RECORDS SHOWN:

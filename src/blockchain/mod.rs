// src/blockchain/mod.rs

pub mod client;
pub use client::{HiveApi, HiveClient};

pub mod encoding;
pub mod keys;
pub mod memo;
pub mod models;
pub mod operations;
pub mod transaction;

// Re-export commonly used types
pub use keys::{PrivateKey, PublicKey, Signature};
pub use models::HiveError;
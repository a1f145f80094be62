//! # Tools
//!
//! Every operation the server exposes over MCP, grouped by concern:
//!
//! - `account`: `get_account_info`, `get_account_history`, `get_vesting_delegations`
//! - `content`: `get_post_content`, `get_posts_by_tag`, `get_posts_by_user`
//! - `transaction`: `vote_on_post`, `send_token`
//! - `posting`: `create_post`, `create_comment`
//! - `crypto`: `sign_message`, `verify_signature`
//! - `chain`: `get_chain_properties`
//! - `messaging`: `encrypt_message`, `decrypt_message`, `send_encrypted_message`,
//!   `get_encrypted_messages`

use serde_json::{json, Map, Value};
use validator::ValidationError;

use crate::blockchain::models::{Account, TransactionConfirmation};
use crate::config::Config;
use crate::credentials::CredentialError;
use crate::mcp::registry::{RegistryError, ToolError, ToolRegistry};
use crate::utils::{normalize_list, ListInput, ListKind};
use crate::AppState;

pub mod account;
pub mod chain;
pub mod content;
pub mod crypto;
pub mod messaging;
pub mod posting;
pub mod transaction;

/// Registry holding every tool, in listing order.
pub fn registry() -> Result<ToolRegistry, RegistryError> {
    let mut registry = ToolRegistry::new();
    let all = account::tools()
        .into_iter()
        .chain(content::tools())
        .chain(transaction::tools())
        .chain(posting::tools())
        .chain(crypto::tools())
        .chain(chain::tools())
        .chain(messaging::tools());
    for tool in all {
        registry.register(tool)?;
    }
    Ok(registry)
}

/// Looks up a single account; `None` when the chain has no such name.
pub(crate) async fn find_account(state: &AppState, username: &str) -> Result<Option<Account>, ToolError> {
    let mut accounts = state.hive.get_accounts(&[username.to_string()]).await?;
    Ok(if accounts.is_empty() {
        None
    } else {
        Some(accounts.swap_remove(0))
    })
}

/// `success`, `transaction_id`, `transaction_url` and `block_num`, followed by
/// the tool-specific fields.
pub(crate) fn broadcast_result(
    config: &Config,
    confirmation: &TransactionConfirmation,
    fields: Value,
) -> Value {
    let mut out = Map::new();
    out.insert("success".into(), json!(true));
    out.insert("transaction_id".into(), json!(confirmation.id));
    out.insert(
        "transaction_url".into(),
        json!(config.transaction_url(&confirmation.id)),
    );
    out.insert("block_num".into(), json!(confirmation.block_num));
    if let Value::Object(extra) = fields {
        out.extend(extra);
    }
    Value::Object(out)
}

/// Appends a usage hint to a missing-credential message.
pub(crate) fn with_hint(err: CredentialError, hint: &str) -> ToolError {
    match err {
        CredentialError::Missing(_) => ToolError::Invalid(format!("{err}. {hint}")),
        other => ToolError::Credentials(other),
    }
}

pub(crate) fn default_true() -> bool {
    true
}

// --- validator hooks shared by several parameter structs ---

pub(crate) fn validate_tags(input: &ListInput) -> Result<(), ValidationError> {
    validate_list(input, ListKind::Tags)
}

pub(crate) fn validate_operation_filter(input: &ListInput) -> Result<(), ValidationError> {
    validate_list(input, ListKind::OperationFilter)
}

fn validate_list(input: &ListInput, kind: ListKind) -> Result<(), ValidationError> {
    normalize_list(input, kind).map(|_| ()).map_err(|e| {
        let mut err = ValidationError::new("list");
        err.message = Some(e.to_string().into());
        err
    })
}

pub(crate) fn validate_positive(amount: f64) -> Result<(), ValidationError> {
    if amount.is_finite() && amount > 0.0 {
        Ok(())
    } else {
        let mut err = ValidationError::new("positive");
        err.message = Some("must be greater than 0".into());
        Err(err)
    }
}
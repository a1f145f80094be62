//! The stdio transport and dispatcher, driven over an in-memory pipe.

mod common;

use std::sync::Arc;

use serde_json::{json, Value};
use tokio::io::{AsyncBufReadExt, AsyncWriteExt, BufReader};

use common::{account, key, state_with, MockHive};
use hive_mcp_server::mcp::{
    handler::handle_mcp_request,
    protocol::{error_codes, Request, PROTOCOL_VERSION},
    stdio::serve,
};
use hive_mcp_server::AppState;

/// Feeds `input` to the server and collects every line it writes.
async fn exchange(state: AppState, input: &str) -> Vec<Value> {
    let (client, server) = tokio::io::duplex(64 * 1024);
    let (server_read, server_write) = tokio::io::split(server);
    let (client_read, mut client_write) = tokio::io::split(client);

    let server = tokio::spawn(serve(BufReader::new(server_read), server_write, state));

    client_write.write_all(input.as_bytes()).await.unwrap();
    client_write.shutdown().await.unwrap();

    let mut lines = BufReader::new(client_read).lines();
    let mut out = Vec::new();
    while let Some(line) = lines.next_line().await.unwrap() {
        out.push(serde_json::from_str(&line).unwrap());
    }
    server.await.unwrap().unwrap();
    out
}

fn by_id(responses: &[Value], id: i64) -> &Value {
    responses
        .iter()
        .find(|r| r["id"] == id)
        .unwrap_or_else(|| panic!("no response for id {id}"))
}

#[tokio::test]
async fn answers_each_request_once_and_skips_notifications() {
    let state = state_with(Arc::new(MockHive::default()), vec![]);
    let input = [
        r#"{"jsonrpc":"2.0","id":1,"method":"initialize","params":{}}"#,
        r#"{"jsonrpc":"2.0","method":"notifications/initialized"}"#,
        r#"{"jsonrpc":"2.0","id":2,"method":"tools/list"}"#,
        "",
        r#"{"jsonrpc":"2.0","id":3,"method":"ping"}"#,
    ]
    .join("\n")
        + "\n";

    let responses = exchange(state, &input).await;

    assert_eq!(responses.len(), 3);
    let init = by_id(&responses, 1);
    assert_eq!(init["result"]["protocolVersion"], PROTOCOL_VERSION);
    assert_eq!(init["result"]["serverInfo"]["name"], "hive-mcp-server");
    assert!(init["result"]["capabilities"]["prompts"].is_object());
    let tools = by_id(&responses, 2)["result"]["tools"].as_array().unwrap().len();
    assert_eq!(tools, 17);
    assert_eq!(by_id(&responses, 3)["result"], json!({}));
}

#[tokio::test]
async fn null_id_is_answered_but_absent_id_is_not() {
    let state = state_with(Arc::new(MockHive::default()), vec![]);
    let input = [
        r#"{"jsonrpc":"2.0","id":null,"method":"ping"}"#,
        r#"{"jsonrpc":"2.0","method":"ping"}"#,
    ]
    .join("\n")
        + "\n";

    let responses = exchange(state.clone(), &input).await;

    assert_eq!(responses.len(), 1);
    assert_eq!(responses[0]["id"], Value::Null);
    assert_eq!(responses[0]["result"], json!({}));

    let silent = handle_mcp_request(Request::notification("ping", None), state).await;
    assert!(silent.is_none());
}

#[tokio::test]
async fn malformed_line_yields_parse_error() {
    let state = state_with(Arc::new(MockHive::default()), vec![]);

    let responses = exchange(state, "{not json}\n").await;

    assert_eq!(responses.len(), 1);
    assert_eq!(responses[0]["error"]["code"], error_codes::PARSE_ERROR);
    assert_eq!(responses[0]["id"], Value::Null);
}

#[tokio::test]
async fn tool_call_returns_envelope() {
    let hive = Arc::new(MockHive {
        accounts: vec![account("alice", &key("alice-memo"))],
        ..MockHive::default()
    });
    let state = state_with(hive, vec![]);
    let input = json!({
        "jsonrpc": "2.0", "id": 7, "method": "tools/call",
        "params": {"name": "get_account_info", "arguments": {"username": "alice"}}
    })
    .to_string()
        + "\n";

    let responses = exchange(state, &input).await;

    let result = &by_id(&responses, 7)["result"];
    assert!(result.get("isError").is_none());
    assert_eq!(result["content"][0]["type"], "text");
    assert_eq!(result["content"][0]["mimeType"], "application/json");
    let account: Value = serde_json::from_str(result["content"][0]["text"].as_str().unwrap()).unwrap();
    assert_eq!(account["name"], "alice");
}

async fn dispatch(state: &AppState, method: &str, params: Value) -> Value {
    let req = Request::new(json!(1), method, Some(params));
    let resp = handle_mcp_request(req, state.clone()).await.unwrap();
    serde_json::to_value(resp).unwrap()
}

#[tokio::test]
async fn invalid_arguments_are_protocol_errors() {
    let state = state_with(Arc::new(MockHive::default()), vec![]);

    let resp = dispatch(
        &state,
        "tools/call",
        json!({"name": "get_posts_by_tag", "arguments": {"category": "trending", "tag": "x", "limit": 50}}),
    )
    .await;
    assert_eq!(resp["error"]["code"], error_codes::INVALID_PARAMS);
    assert_eq!(resp["error"]["data"]["tool"], "get_posts_by_tag");
    assert_eq!(resp["error"]["data"]["issues"][0]["field"], "limit");

    let resp = dispatch(
        &state,
        "tools/call",
        json!({"name": "create_post", "arguments": {"title": "t", "body": "b", "tags": "[[1]]"}}),
    )
    .await;
    assert_eq!(resp["error"]["code"], error_codes::INVALID_PARAMS);
    assert_eq!(resp["error"]["data"]["issues"][0]["field"], "tags");

    let resp = dispatch(&state, "tools/call", json!({"name": "no_such_tool"})).await;
    assert_eq!(resp["error"]["code"], error_codes::INVALID_PARAMS);
}

#[tokio::test]
async fn unknown_method_is_not_found() {
    let state = state_with(Arc::new(MockHive::default()), vec![]);
    let resp = dispatch(&state, "sampling/createMessage", json!({})).await;
    assert_eq!(resp["error"]["code"], error_codes::METHOD_NOT_FOUND);
}

#[tokio::test]
async fn resources_read_accounts_and_posts() {
    let mut hive = MockHive {
        accounts: vec![account("alice", &key("alice-memo"))],
        ..MockHive::default()
    };
    hive.content.insert(
        ("alice".into(), "hello".into()),
        hive_mcp_server::blockchain::models::Content {
            author: "alice".into(),
            permlink: "hello".into(),
            title: "Hello".into(),
            body: "World".into(),
            ..Default::default()
        },
    );
    let state = state_with(Arc::new(hive), vec![]);

    let resp = dispatch(&state, "resources/read", json!({"uri": "hive://accounts/alice"})).await;
    let contents = &resp["result"]["contents"][0];
    assert_eq!(contents["uri"], "hive://accounts/alice");
    assert_eq!(contents["mimeType"], "application/json");
    assert!(contents["text"].as_str().unwrap().contains("\"name\": \"alice\""));

    let resp = dispatch(&state, "resources/read", json!({"uri": "hive://posts/alice/hello"})).await;
    assert_eq!(
        resp["result"]["contents"][0]["text"],
        "Title: Hello\nAuthor: alice\nBody: World"
    );

    let resp = dispatch(&state, "resources/read", json!({"uri": "hive://accounts/ghost"})).await;
    assert_eq!(resp["error"]["code"], error_codes::INVALID_PARAMS);

    let resp = dispatch(&state, "resources/templates/list", json!({})).await;
    assert_eq!(resp["result"]["resourceTemplates"].as_array().unwrap().len(), 2);
}

#[tokio::test]
async fn resource_read_failure_is_internal_error() {
    let hive = MockHive {
        fail_reads: Some("down".into()),
        ..MockHive::default()
    };
    let state = state_with(Arc::new(hive), vec![]);
    let resp = dispatch(&state, "resources/read", json!({"uri": "hive://accounts/alice"})).await;
    assert_eq!(resp["error"]["code"], error_codes::INTERNAL_ERROR);
}

#[tokio::test]
async fn prompts_are_listed_and_rendered() {
    let state = state_with(Arc::new(MockHive::default()), vec![]);

    let resp = dispatch(&state, "prompts/list", json!({})).await;
    let names: Vec<&str> = resp["result"]["prompts"]
        .as_array()
        .unwrap()
        .iter()
        .map(|p| p["name"].as_str().unwrap())
        .collect();
    assert_eq!(names, vec!["create-post", "analyze-account"]);

    let resp = dispatch(
        &state,
        "prompts/get",
        json!({"name": "analyze-account", "arguments": {"username": "alice"}}),
    )
    .await;
    let text = resp["result"]["messages"][0]["content"]["text"].as_str().unwrap();
    assert!(text.contains("@alice"));

    let resp = dispatch(&state, "prompts/get", json!({"name": "nope"})).await;
    assert_eq!(resp["error"]["code"], error_codes::INVALID_PARAMS);
}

ACTION ITEM:
Search the entries for the word "TransactionConfirmation". Copy each line where it appears.

ANSWER AREA:
use crate::blockchain::models::{Account, TransactionConfirmation};
    confirmation: &TransactionConfirmation,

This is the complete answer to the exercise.